You probably hear all the time about authors and their ‘voices.’ It’s a hard thing to define, though with some authors it’s plainly obvious. There are certain authors whose books you could pick up, without knowing who wrote it, and be able to figure it out from the rhythm of the prose, the world building, and the tone of the story.

Voice can be a good or bad thing, depending on how it’s executed. If the author’s voice adds a richness to the story or a tone that’s particularly appealing (at least to most of their readers), but is so artfully done as not to be intrusive–it’s just the background noise of the story–that’s a good voice. But if the author intrudes so much they’re practically a character in the story, it can be distracting, overblown, and off-putting. We must be careful as writers to stay out of the spotlight and just pull the strings from the shadows, particularly if we have an artful way of pulling those strings. Voice is like adding spices to a sauce–if you add too much, you’ll ruin the dish.
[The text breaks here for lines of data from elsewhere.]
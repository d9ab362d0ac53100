//! Sutherland-Hodgman polygon clipping.

use crate::polygon::Polygon;
use crate::primitives::Point2;
use crate::rect::ClipRect;
use crate::rounding::Rounding;
use num_traits::Float;

/// Clips a polygon against a convex clip polygon using the
/// Sutherland-Hodgman algorithm.
///
/// The subject is clipped successively against the half-plane to the left
/// of each directed clip edge; the working list is replaced after every
/// pass and the algorithm short-circuits as soon as it empties.
///
/// The clip polygon must be convex with counter-clockwise winding; the
/// result is unspecified otherwise ([`Polygon::is_convex`] lets callers
/// check). The result may be empty, or degenerate with fewer than three
/// vertices when the clip region barely grazes the subject; no output
/// validation is performed.
///
/// Intersection points introduced at the clip boundary pass through
/// `rounding`; original subject vertices are emitted unchanged.
///
/// # Example
///
/// ```
/// use clip2d::{sutherland_hodgman, Point2, Polygon, Rounding};
///
/// let subject = Polygon::new(vec![
///     Point2::new(0.0, 0.0),
///     Point2::new(10.0, 0.0),
///     Point2::new(10.0, 10.0),
///     Point2::new(0.0, 10.0),
/// ]);
/// let clip = Polygon::new(vec![
///     Point2::new(5.0, 5.0),
///     Point2::new(15.0, 5.0),
///     Point2::new(15.0, 15.0),
///     Point2::new(5.0, 15.0),
/// ]);
///
/// let result = sutherland_hodgman(&subject, &clip, Rounding::Pixel);
/// assert_eq!(result.len(), 4);
/// assert_eq!(result.area(), 25.0);
/// ```
pub fn sutherland_hodgman<F: Float>(
    subject: &Polygon<F>,
    clip: &Polygon<F>,
    rounding: Rounding,
) -> Polygon<F> {
    if subject.is_empty() || clip.is_empty() {
        return Polygon::empty();
    }

    let mut output = subject.vertices.clone();
    let n = clip.len();

    for i in 0..n {
        if output.is_empty() {
            break;
        }

        let edge_start = clip.vertices[i];
        let edge_end = clip.vertices[(i + 1) % n];

        output = clip_against_edge(&output, edge_start, edge_end, rounding);
    }

    Polygon::new(output)
}

/// Clips a polygon against an axis-aligned window.
///
/// Convenience wrapper around [`sutherland_hodgman`] with the window
/// converted through [`ClipRect::to_polygon`], which produces the
/// counter-clockwise winding the inside test expects.
pub fn clip_polygon_to_rect<F: Float>(
    subject: &Polygon<F>,
    rect: ClipRect<F>,
    rounding: Rounding,
) -> Polygon<F> {
    sutherland_hodgman(subject, &rect.to_polygon(), rounding)
}

/// Runs one clip pass against the half-plane left of a directed edge.
fn clip_against_edge<F: Float>(
    input: &[Point2<F>],
    edge_start: Point2<F>,
    edge_end: Point2<F>,
    rounding: Rounding,
) -> Vec<Point2<F>> {
    let n = input.len();
    let mut output = Vec::with_capacity(n + 1);

    for i in 0..n {
        let current = input[i];
        let next = input[(i + 1) % n];

        let current_inside = is_inside(current, edge_start, edge_end);
        let next_inside = is_inside(next, edge_start, edge_end);

        if current_inside && next_inside {
            output.push(next);
        } else if current_inside {
            // Leaving the half-plane.
            output.push(rounding.apply(line_intersection(current, next, edge_start, edge_end)));
        } else if next_inside {
            // Entering the half-plane.
            output.push(rounding.apply(line_intersection(current, next, edge_start, edge_end)));
            output.push(next);
        }
    }

    output
}

/// Tests whether a point lies on the inside (left) of a directed edge.
///
/// Boundary inclusive: a point exactly on the edge line counts as inside.
#[inline]
fn is_inside<F: Float>(p: Point2<F>, edge_start: Point2<F>, edge_end: Point2<F>) -> bool {
    (edge_end - edge_start).cross(p - edge_start) >= F::zero()
}

/// Intersects the infinite lines through (p1, p2) and (p3, p4).
///
/// Each line is put in implicit form `A·x + B·y = C` and the 2x2 system is
/// solved by determinant. A determinant below epsilon means the lines are
/// treated as parallel and `p1` is returned unchanged, a deliberate
/// degenerate fallback rather than a rigorous parallel-line policy.
fn line_intersection<F: Float>(
    p1: Point2<F>,
    p2: Point2<F>,
    p3: Point2<F>,
    p4: Point2<F>,
) -> Point2<F> {
    let a1 = p2.y - p1.y;
    let b1 = p1.x - p2.x;
    let c1 = a1 * p1.x + b1 * p1.y;

    let a2 = p4.y - p3.y;
    let b2 = p3.x - p4.x;
    let c2 = a2 * p3.x + b2 * p3.y;

    let det = a1 * b2 - a2 * b1;
    if det.abs() < F::epsilon() {
        return p1;
    }

    Point2::new((b2 * c1 - b1 * c2) / det, (a1 * c2 - a2 * c1) / det)
}
//! Output coordinate rounding modes.

use crate::primitives::Point2;
use num_traits::Float;

/// Controls how clip output coordinates are reported.
///
/// The classical formulations of both clippers round every emitted
/// coordinate to the nearest integer, treating output as pixel-grid
/// positions. Callers working in continuous geometry opt out with
/// [`Rounding::Continuous`].
#[derive(Debug, Clone, Copy, PartialEq, Eq, Default)]
pub enum Rounding {
    /// Round every emitted coordinate to the nearest integer.
    #[default]
    Pixel,
    /// Keep full floating-point precision.
    Continuous,
}

impl Rounding {
    /// Applies this rounding mode to a point.
    #[inline]
    pub fn apply<F: Float>(self, p: Point2<F>) -> Point2<F> {
        match self {
            Rounding::Pixel => p.rounded(),
            Rounding::Continuous => p,
        }
    }
}
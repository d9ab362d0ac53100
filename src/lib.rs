//! clip2d - 2D line and polygon clipping.
//!
//! Everything a renderer draws has to survive a clip window first. This
//! library implements the two classical 2D clipping algorithms:
//! Cohen-Sutherland for line segments against an axis-aligned rectangle,
//! and Sutherland-Hodgman for polygons against a convex clip region.
//!
//! Both clippers are pure functions over immutable inputs: no shared
//! state, no I/O, safe to call from any number of threads. Output
//! coordinates snap to the pixel grid by default ([`Rounding::Pixel`])
//! or stay continuous on request.

pub mod error;
pub mod line;
pub mod polygon;
pub mod primitives;
pub mod rect;
pub mod rounding;

pub use error::ClipError;
pub use line::{clip_segment, Outcode};
pub use polygon::{clip_polygon_to_rect, sutherland_hodgman, Polygon};
pub use primitives::{Point2, Segment2, Vec2};
pub use rect::ClipRect;
pub use rounding::Rounding;
//! Benchmarks for line and polygon clipping.

use criterion::{black_box, criterion_group, criterion_main, BenchmarkId, Criterion, Throughput};

use clip2d::{
    clip_segment, sutherland_hodgman, ClipRect, Point2, Polygon, Rounding, Segment2,
};

/// Generates a fan of segments around the window center, alternating
/// between fully inside, crossing, and fully outside.
fn generate_segment_fan(num_segments: usize) -> Vec<Segment2<f64>> {
    (0..num_segments)
        .map(|i| {
            let angle = i as f64 / num_segments as f64 * 2.0 * std::f64::consts::PI;
            let reach = 2.0 + ((i * 7) % 20) as f64; // Deterministic spread
            Segment2::new(
                Point2::new(5.0, 5.0),
                Point2::new(5.0 + angle.cos() * reach, 5.0 + angle.sin() * reach),
            )
        })
        .collect()
}

/// Generates a regular convex n-gon centered at (cx, cy).
fn generate_ngon(n: usize, cx: f64, cy: f64, radius: f64) -> Polygon<f64> {
    Polygon::new(
        (0..n)
            .map(|i| {
                let angle = i as f64 / n as f64 * 2.0 * std::f64::consts::PI;
                Point2::new(cx + angle.cos() * radius, cy + angle.sin() * radius)
            })
            .collect(),
    )
}

fn bench_clip_segment(c: &mut Criterion) {
    let mut group = c.benchmark_group("clip_segment");
    let rect = ClipRect::from_coords(0.0, 0.0, 10.0, 10.0).unwrap();

    for size in [100, 1000, 10000] {
        let segments = generate_segment_fan(size);
        group.throughput(Throughput::Elements(size as u64));

        group.bench_with_input(BenchmarkId::new("fan", size), &segments, |b, segs| {
            b.iter(|| {
                for &s in segs {
                    black_box(clip_segment(black_box(s), rect, Rounding::Pixel));
                }
            })
        });
    }

    group.finish();
}

fn bench_sutherland_hodgman(c: &mut Criterion) {
    let mut group = c.benchmark_group("sutherland_hodgman");
    let clip = generate_ngon(8, 5.0, 5.0, 6.0);

    for size in [8, 64, 512] {
        let subject = generate_ngon(size, 7.0, 7.0, 8.0);
        group.throughput(Throughput::Elements(size as u64));

        group.bench_with_input(BenchmarkId::new("ngon", size), &subject, |b, poly| {
            b.iter(|| {
                black_box(sutherland_hodgman(
                    black_box(poly),
                    black_box(&clip),
                    Rounding::Pixel,
                ))
            })
        });
    }

    group.finish();
}

criterion_group!(benches, bench_clip_segment, bench_sutherland_hodgman);
criterion_main!(benches);
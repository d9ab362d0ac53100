//! 2D point type.

use super::Vec2;
use num_traits::Float;
use std::ops::{Add, Sub};

/// A 2D point with x and y coordinates.
///
/// Generic over floating-point types (`f32` or `f64`). Points are plain
/// values with no identity beyond their coordinates.
#[derive(Debug, Clone, Copy, PartialEq)]
pub struct Point2<F> {
    pub x: F,
    pub y: F,
}

impl<F: Float> Point2<F> {
    /// Creates a new point.
    #[inline]
    pub fn new(x: F, y: F) -> Self {
        Self { x, y }
    }

    /// Creates a point at the origin (0, 0).
    #[inline]
    pub fn origin() -> Self {
        Self {
            x: F::zero(),
            y: F::zero(),
        }
    }

    /// Computes the squared distance to another point.
    #[inline]
    pub fn distance_squared(self, other: Self) -> F {
        let dx = other.x - self.x;
        let dy = other.y - self.y;
        dx * dx + dy * dy
    }

    /// Computes the Euclidean distance to another point.
    #[inline]
    pub fn distance(self, other: Self) -> F {
        self.distance_squared(other).sqrt()
    }

    /// Returns the point with both coordinates rounded to the nearest integer.
    ///
    /// Clip output on the pixel grid is produced by snapping emitted
    /// coordinates through this method.
    #[inline]
    pub fn rounded(self) -> Self {
        Self {
            x: self.x.round(),
            y: self.y.round(),
        }
    }
}

// Point - Point = Vec2
impl<F: Float> Sub for Point2<F> {
    type Output = Vec2<F>;

    #[inline]
    fn sub(self, other: Self) -> Vec2<F> {
        Vec2::new(self.x - other.x, self.y - other.y)
    }
}

// Point + Vec2 = Point
impl<F: Float> Add<Vec2<F>> for Point2<F> {
    type Output = Self;

    #[inline]
    fn add(self, v: Vec2<F>) -> Self {
        Self {
            x: self.x + v.x,
            y: self.y + v.y,
        }
    }
}
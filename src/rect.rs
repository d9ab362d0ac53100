//! Axis-aligned clip rectangle.

use crate::error::ClipError;
use crate::polygon::Polygon;
use crate::primitives::Point2;
use num_traits::Float;

/// A 2D axis-aligned clip window.
///
/// The window covers the closed region `[xmin, xmax] × [ymin, ymax]`:
/// points exactly on the boundary are treated as inside by both clippers.
///
/// The corners are validated at construction (`min <= max` on both axes),
/// so every `ClipRect` in existence is a well-formed window. The fields
/// are private for that reason.
///
/// # Example
///
/// ```
/// use clip2d::{ClipError, ClipRect};
///
/// let rect: ClipRect<f64> = ClipRect::from_coords(0.0, 0.0, 10.0, 10.0)?;
/// assert_eq!(rect.width(), 10.0);
///
/// // A degenerate window is rejected outright.
/// assert!(ClipRect::from_coords(10.0, 0.0, 0.0, 10.0).is_err());
/// # Ok::<(), ClipError>(())
/// ```
#[derive(Debug, Clone, Copy, PartialEq)]
pub struct ClipRect<F> {
    min: Point2<F>,
    max: Point2<F>,
}

impl<F: Float> ClipRect<F> {
    /// Creates a new clip rectangle from min and max corners.
    ///
    /// Fails with [`ClipError::InvalidRectangle`] when `min` exceeds `max`
    /// on either axis.
    pub fn new(min: Point2<F>, max: Point2<F>) -> Result<Self, ClipError> {
        if min.x <= max.x && min.y <= max.y {
            Ok(Self { min, max })
        } else {
            Err(ClipError::InvalidRectangle)
        }
    }

    /// Creates a clip rectangle from boundary coordinates.
    ///
    /// Fails with [`ClipError::InvalidRectangle`] when `xmin > xmax` or
    /// `ymin > ymax`.
    pub fn from_coords(xmin: F, ymin: F, xmax: F, ymax: F) -> Result<Self, ClipError> {
        Self::new(Point2::new(xmin, ymin), Point2::new(xmax, ymax))
    }

    /// Creates a clip rectangle from two arbitrary corners.
    ///
    /// Corners in any orientation are normalized, so this cannot fail.
    pub fn from_corners(a: Point2<F>, b: Point2<F>) -> Self {
        Self {
            min: Point2::new(a.x.min(b.x), a.y.min(b.y)),
            max: Point2::new(a.x.max(b.x), a.y.max(b.y)),
        }
    }

    /// Returns the minimum corner.
    #[inline]
    pub fn min(self) -> Point2<F> {
        self.min
    }

    /// Returns the maximum corner.
    #[inline]
    pub fn max(self) -> Point2<F> {
        self.max
    }

    /// Returns the left boundary coordinate.
    #[inline]
    pub fn xmin(self) -> F {
        self.min.x
    }

    /// Returns the bottom boundary coordinate.
    #[inline]
    pub fn ymin(self) -> F {
        self.min.y
    }

    /// Returns the right boundary coordinate.
    #[inline]
    pub fn xmax(self) -> F {
        self.max.x
    }

    /// Returns the top boundary coordinate.
    #[inline]
    pub fn ymax(self) -> F {
        self.max.y
    }

    /// Returns the width of the window.
    #[inline]
    pub fn width(self) -> F {
        self.max.x - self.min.x
    }

    /// Returns the height of the window.
    #[inline]
    pub fn height(self) -> F {
        self.max.y - self.min.y
    }

    /// Returns `true` if the window contains the given point.
    ///
    /// The region is closed; boundary points are inside.
    #[inline]
    pub fn contains_point(self, p: Point2<F>) -> bool {
        p.x >= self.min.x && p.x <= self.max.x && p.y >= self.min.y && p.y <= self.max.y
    }

    /// Converts the window to its 4-vertex polygon representation.
    ///
    /// Vertices are emitted counter-clockwise starting at the minimum
    /// corner: (xmin,ymin), (xmax,ymin), (xmax,ymax), (xmin,ymax). This
    /// winding matches the inside test of
    /// [`sutherland_hodgman`](crate::polygon::sutherland_hodgman), so the
    /// result is directly usable as a convex clip polygon. Reversing the
    /// winding inverts the inside/outside test.
    pub fn to_polygon(self) -> Polygon<F> {
        Polygon::new(vec![
            Point2::new(self.min.x, self.min.y),
            Point2::new(self.max.x, self.min.y),
            Point2::new(self.max.x, self.max.y),
            Point2::new(self.min.x, self.max.y),
        ])
    }
}

impl<F: Float> From<ClipRect<F>> for Polygon<F> {
    fn from(rect: ClipRect<F>) -> Self {
        rect.to_polygon()
    }
}

#[cfg(test)]
mod tests {
    use super::*;

    #[test]
    fn test_new_valid() {
        let rect: ClipRect<f64> =
            ClipRect::new(Point2::new(0.0, 0.0), Point2::new(10.0, 5.0)).unwrap();
        assert_eq!(rect.xmin(), 0.0);
        assert_eq!(rect.ymax(), 5.0);
        assert_eq!(rect.width(), 10.0);
        assert_eq!(rect.height(), 5.0);
    }

    #[test]
    fn test_new_degenerate_extent_is_valid() {
        // A zero-area window is still a well-formed closed region.
        let rect: ClipRect<f64> = ClipRect::from_coords(3.0, 3.0, 3.0, 3.0).unwrap();
        assert!(rect.contains_point(Point2::new(3.0, 3.0)));
        assert!(!rect.contains_point(Point2::new(3.0, 3.1)));
    }

    #[test]
    fn test_new_rejects_inverted() {
        assert_eq!(
            ClipRect::<f64>::from_coords(10.0, 0.0, 0.0, 10.0).unwrap_err(),
            ClipError::InvalidRectangle
        );
        assert_eq!(
            ClipRect::<f64>::from_coords(0.0, 10.0, 10.0, 0.0).unwrap_err(),
            ClipError::InvalidRectangle
        );
    }

    #[test]
    fn test_from_corners_normalizes() {
        let rect: ClipRect<f64> =
            ClipRect::from_corners(Point2::new(10.0, 10.0), Point2::new(0.0, 0.0));
        assert_eq!(rect.min(), Point2::new(0.0, 0.0));
        assert_eq!(rect.max(), Point2::new(10.0, 10.0));
    }

    #[test]
    fn test_contains_point() {
        let rect: ClipRect<f64> = ClipRect::from_coords(0.0, 0.0, 10.0, 10.0).unwrap();

        assert!(rect.contains_point(Point2::new(5.0, 5.0)));
        assert!(rect.contains_point(Point2::new(0.0, 0.0))); // On boundary
        assert!(rect.contains_point(Point2::new(10.0, 10.0))); // On boundary
        assert!(!rect.contains_point(Point2::new(-1.0, 5.0)));
        assert!(!rect.contains_point(Point2::new(5.0, 11.0)));
    }

    #[test]
    fn test_to_polygon_winding() {
        let rect: ClipRect<f64> = ClipRect::from_coords(0.0, 0.0, 10.0, 10.0).unwrap();
        let poly = rect.to_polygon();

        assert_eq!(poly.len(), 4);
        assert_eq!(poly.vertices[0], Point2::new(0.0, 0.0));
        assert_eq!(poly.vertices[1], Point2::new(10.0, 0.0));
        assert_eq!(poly.vertices[2], Point2::new(10.0, 10.0));
        assert_eq!(poly.vertices[3], Point2::new(0.0, 10.0));

        // Counter-clockwise winding has positive signed area.
        assert!(poly.signed_area() > 0.0);
    }

    #[test]
    fn test_from_impl() {
        let rect: ClipRect<f64> = ClipRect::from_coords(1.0, 2.0, 3.0, 4.0).unwrap();
        let poly: Polygon<f64> = rect.into();
        assert_eq!(poly, rect.to_polygon());
    }
}
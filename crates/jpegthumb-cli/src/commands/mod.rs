//! CLI command implementations

pub mod info;
pub mod pixels;
pub mod thumb;
pub mod trim;

use anyhow::{Context, Result};
use jpegthumb::ImageHandle;
use std::path::Path;

/// Open a JPEG from path
pub fn open_image(path: &Path) -> Result<ImageHandle> {
    ImageHandle::open_from_file(path).with_context(|| format!("Failed to open: {}", path.display()))
}

/// Format file size for display
pub fn format_size(bytes: u64) -> String {
    const KB: u64 = 1024;
    const MB: u64 = KB * 1024;

    if bytes >= MB {
        format!("{:.2} MB", bytes as f64 / MB as f64)
    } else if bytes >= KB {
        format!("{:.2} KB", bytes as f64 / KB as f64)
    } else {
        format!("{} B", bytes)
    }
}

/// Thumbnail size for `max` on the longest edge, keeping aspect.
pub fn fit_longest(src_w: u32, src_h: u32, max: u32) -> (u32, u32) {
    fit_inside(src_w, src_h, max, max)
}

/// Largest size with the source aspect that fits inside `w` x `h`.
pub fn fit_inside(src_w: u32, src_h: u32, w: u32, h: u32) -> (u32, u32) {
    // Compare w/src_w against h/src_h without floats
    if (w as u64) * (src_h as u64) <= (h as u64) * (src_w as u64) {
        let fit_h = (src_h as u64 * w as u64 / src_w as u64).max(1) as u32;
        (w.max(1), fit_h)
    } else {
        let fit_w = (src_w as u64 * h as u64 / src_h as u64).max(1) as u32;
        (fit_w, h.max(1))
    }
}

#[cfg(test)]
mod tests {
    use super::*;

    /// Tests aspect fitting on both axes.
    #[test]
    fn test_fit_inside() {
        assert_eq!(fit_inside(400, 300, 100, 100), (100, 75));
        assert_eq!(fit_inside(300, 400, 100, 100), (75, 100));
        assert_eq!(fit_longest(1000, 10, 50), (50, 1));
    }

    /// Tests size formatting.
    #[test]
    fn test_format_size() {
        assert_eq!(format_size(512), "512 B");
        assert_eq!(format_size(2048), "2.00 KB");
        assert_eq!(format_size(3 * 1024 * 1024), "3.00 MB");
    }
}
How do you figure out what your own particular voice sounds like, though? Maybe you think you don’t have one, just like some people think they don’t have accents. Maybe you’re actively trying to cultivate a voice. For a long time I thought I didn’t have one, and feared my writing would be flat because of it. However, the more I write, and the more publishable stuff I write, the more I realize it’s there. Then, after being able to hear it, I fret that using my voice over and over will make my stories seem all the same and recycled. The natural state of the writer is to always think we’re doing something wrong, isn’t it?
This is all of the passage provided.